Lack of benefit from anastrozole/tamoxifen compared to anastrozole in the ATAC trial

I believe these findings were entirely predictable. In animal models, such as the immature rat uterus assay, tamoxifen stimulates uterine growth in a low estrogen environment. In a high estrogen environment, tamoxifen acts as an antiestrogen. The lack of benefit from the combination arm may be related to tamoxifen's action as an agonist rather than an antagonist in a low estrogen environment.

A potential explanation for the superiority of anastrozole is suggested by data from Matt Ellis demonstrating that tamoxifen does not seem to be as active as the aromatase inhibitors in low estrogen receptor conditions. In his data, which revealed a correlation between response rates and Allred's estrogen-receptor score, tamoxifen only works with Allred scores above three; whereas, letrozole worked with an Allred score of 3 and 4, as well as the higher scores. That may be another reason why tamoxifen is not as effective as anastrozole. This data may explain why one set of drugs — the aromatase inhibitors — are better than another set of drugs, the SERMs.

Defining ER positivity

There is variation in defining estrogen receptor positivity in Europe and across the United States. I agree with Kent Osborne that this variation is extraordinarily disturbing — particularly as our hormonal therapies continue to improve. My feeling is that if there is any receptor present in a tumor, it should be considered positive. Clearly, we can miss a very low positive result quite easily, and the result may be that patients who should receive adjuvant endocrine therapy are not receiving it. We need to get this assay correct for every woman.

Approximately 8% of the women in the ATAC trial had ER-negative breast cancer, and there are women whose estrogen receptor status is still unknown. More than 80% of the women in the ATAC trial had ER- and/or PR-positive tumors, which is reassuring. Even if we include the patients with estrogen receptor-negative and unknown disease, there is still a statistical benefit in terms of disease-free survival. There is a benefit in the intent-to-treat analysis of all patients. Overall, anastrozole has an 18% reduction in the recurrence rate compared to tamoxifen. This increases to 23% for those with known ER positive disease.

Implications of the ATAC trial in chemoprevention

The 80% reduction in contralateral tumors in the anastrozole arm of the ATAC trial is very exciting. If this translates into preventive therapy, it augurs well for the future prevention of breast cancer.
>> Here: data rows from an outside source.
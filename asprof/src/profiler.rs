//! The profiler facade: lifecycle, engine registry, per-thread state and
//! the sample record pipeline.
//!
//! One instance per process, initialized at first use. The control plane
//! (`execute`, `start`, `stop`, `dump`) runs under a mutex; the sampling
//! path ([`Profiler::record_sample`]) touches only lock-free state: the
//! call-trace store, the event buffer, the dictionaries and the per-thread
//! records.

use std::io::Write;
use std::sync::atomic::{AtomicPtr, AtomicU32, AtomicU64, Ordering};
use std::sync::OnceLock;
use std::time::Duration;

use log::{info, warn};
use parking_lot::Mutex;
use rustc_hash::FxHashMap;

use crate::args::{
    Action, Arguments, CStack, Output, EVENT_ALLOC, EVENT_CPU, EVENT_ITIMER, EVENT_LOCK,
    EVENT_NOOP, EVENT_WALL, MAX_STACK_DEPTH,
};
use crate::call_trace_storage::{CallTraceStorage, OVERFLOW_TRACE_ID};
use crate::code_cache::{collect_libraries, CodeCache};
use crate::context::Contexts;
use crate::dictionary::Dictionary;
use crate::engines::{self, Engine};
use crate::error::{ProfilerError, Result};
use crate::event::{Event, EventType, WindowEvent};
use crate::event_buffer::EventBuffer;
use crate::frame::{Frame, FrameTypeId, BCI_THREAD_ID};
use crate::signals;
use crate::stack_frame::StackFrame;
use crate::stack_walker::{self, WalkEnv};
use crate::thread::{self, ProfiledThread};
use crate::thread_filter::ThreadFilter;
use crate::trap::Trap;
use crate::tsc;
use crate::{logger, streamer};

use asprof_formats::{
    CollapsedWriter, Counter, FlameGraph, FrameKind, JfrChunkWriter, JfrEvent, JfrStackFrame,
    OtlpProfile,
};

/// Operations only the embedding front-end can perform against the hosted
/// runtime (event notification modes, heap sampling, retransformation).
/// Registered once at attach time; absent in plain native processes.
pub trait RuntimeBinding: Send + Sync {
    fn set_heap_sampling_interval(&self, interval: i64) -> Result<()>;
    fn set_monitor_events(&self, enabled: bool) -> Result<()>;
    fn retransform_class(&self, class: &str) -> Result<()>;
    /// Resolves a managed method id to `Class.method`.
    fn method_name(&self, method_id: u64) -> Option<String>;
}

#[derive(Default)]
struct SampleCounters {
    total: AtomicU64,
    dropped_no_thread: AtomicU64,
    dropped_reentry: AtomicU64,
    dropped_filtered: AtomicU64,
    dropped_buffer: AtomicU64,
    failed_unwinds: AtomicU64,
}

struct ControlState {
    running: bool,
    session: Option<Arguments>,
    engines: Vec<Box<dyn Engine>>,
    begin_trap: Option<Trap>,
    end_trap: Option<Trap>,
    start_nanos: u64,
    start_ticks: u64,
    dump_sequence: u32,
}

pub struct Profiler {
    storage: CallTraceStorage,
    events: EventBuffer,
    class_map: Dictionary,
    symbols: Dictionary,
    thread_filter: ThreadFilter,
    thread_names: Mutex<FxHashMap<i32, String>>,
    // (code_begin, code_end, name) regions from compiled-method-load
    // notifications, sorted by start address. Dump-time reads only.
    jit_methods: Mutex<Vec<(usize, usize, String)>>,
    counters: SampleCounters,
    control: Mutex<ControlState>,
    binding: Mutex<Option<Box<dyn RuntimeBinding>>>,
    // Published library list; replaced wholesale, old versions retired into
    // `library_history` so in-flight samplers never see a dangling pointer.
    libraries_current: AtomicPtr<Vec<CodeCache>>,
    library_history: Mutex<Vec<Box<Vec<CodeCache>>>>,
    // Installed once the runtime's metadata tables resolve; retried on every
    // start because the runtime may load after attach.
    vm_current: AtomicPtr<crate::vm::VMStructs>,
    // Async-signal-safe copies of the session settings.
    cstack: AtomicU32,
    max_depth: AtomicU32,
    signal_context_filter: AtomicU32,
    // `threads` option: append a tid frame at the root of every trace.
    signal_threads: AtomicU32,
    // Event records are only buffered when a serializer will consume them.
    events_enabled: AtomicU32,
}

static INSTANCE: OnceLock<Profiler> = OnceLock::new();

// Begin/end gate trap entries, mirrored for the trap hook.
static BEGIN_ENTRY: AtomicU64 = AtomicU64::new(0);
static END_ENTRY: AtomicU64 = AtomicU64::new(0);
The IBIS-2 prevention trial is in the planning stages, but it may be a three-arm study involving anastrozole, tamoxifen and placebo. We are also discussing the use of a bisphosphonate in IBIS-2. We have so much data on clodronate, and it has a favorable side-effect profile. Therefore, it may be the bisphosphonate of choice for the trial. We plan to begin the study in September or October, and there is enormous enthusiasm for this trial from investigators around the world.

Impact of anastrozole on bone density: Potential role of bisphosphonates

Overall, anastrozole has a much better toxicity profile than tamoxifen. The risks of thromboembolic complications and endometrial cancer are much lower, which makes it an attractive drug. One of the concerns about anastrozole is how to address its potential effects on bone density.

There was an increase in the fracture rate in the anastrozole arm of the ATAC trial. Women in the control arm were given tamoxifen, which prevents fractures; therefore, the increase in the fracture rate with anastrozole was probably not as big as it looks. We estimate that approximately half of the fracture rate in the ATAC trial was due to the negative effects of anastrozole. In terms of monitoring, I think most patients on anastrozole will need serial bone density measurements.

Given the data from Ingo Diel and Trevor Powles on bisphosophonates in the adjuvant setting, in the future we might be treating elderly women with ERpositive breast cancer with a combination of clodronate and anastrozole. Bisphosphonates may not only make anastrozole safe with regard to bone density, they also have an effect on survival. Clodronate is not available commercially in the United States, but many osteoporosis researchers do not believe there is much difference between the bisphosphonates. We need to find the bisphosphonate with the lowest GI toxicity.